● GOAL OF THE EXERCISE: Starting at the line that holds "terminal.draw(|f| ui(f, app))?;", set down each line through the end of the listing, exactly as written and with nothing added.

*** Begin section ***

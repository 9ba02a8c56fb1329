use std::time::Duration;

use crossterm::event;
use ratatui::{Terminal, backend::CrosstermBackend};

use appletdex::events::handle_event;
use appletdex::state::AppState;
use appletdex::ui::ui;

type Result<T> = std::result::Result<T, Box<dyn std::error::Error + Send + Sync>>;

/// How long to wait for input before redrawing.
const POLL_INTERVAL: Duration = Duration::from_millis(250);

/// What: Drive the draw/poll loop until the user quits.
///
/// Inputs:
/// - `app`: Application state to render and mutate.
///
/// Output:
/// - `Ok(())` on a clean exit; terminal I/O errors otherwise.
///
/// Details:
/// - Synchronous: each key event is applied (recomputing the filtered view)
///   before the next frame is drawn.
pub fn run_loop(app: &mut AppState) -> Result<()> {
    let backend = CrosstermBackend::new(std::io::stdout());
    let mut terminal = Terminal::new(backend)?;
    terminal.clear()?;
    loop {
        terminal.draw(|f| ui(f, app))?;
        if !event::poll(POLL_INTERVAL)? {
            continue;
        }
        let ev = event::read()?;
        if handle_event(&ev, app) {
            tracing::debug!("quit requested");
            break;
        }
    }
    terminal.show_cursor()?;
    Ok(())
}
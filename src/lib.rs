//! Library entry for appletdex exposing the catalog engine and TUI pieces for
//! integration tests.

pub mod args;
pub mod catalog;
pub mod events;
pub mod query;
pub mod state;
pub mod theme;
pub mod ui;
pub mod util;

*** End section ***

● OUTPUT:
        terminal.draw(|f| ui(f, app))?;
        if !event::poll(POLL_INTERVAL)? {
            continue;
        }
        let ev = event::read()?;
        if handle_event(&ev, app) {
            tracing::debug!("quit requested");
            break;
        }
    }
    terminal.show_cursor()?;
    Ok(())
}
filename src/lib.rs
//! Library entry for appletdex exposing the catalog engine and TUI pieces for
//! integration tests.

pub mod args;
pub mod catalog;
pub mod events;
pub mod query;
pub mod state;
pub mod theme;
pub mod ui;
pub mod util;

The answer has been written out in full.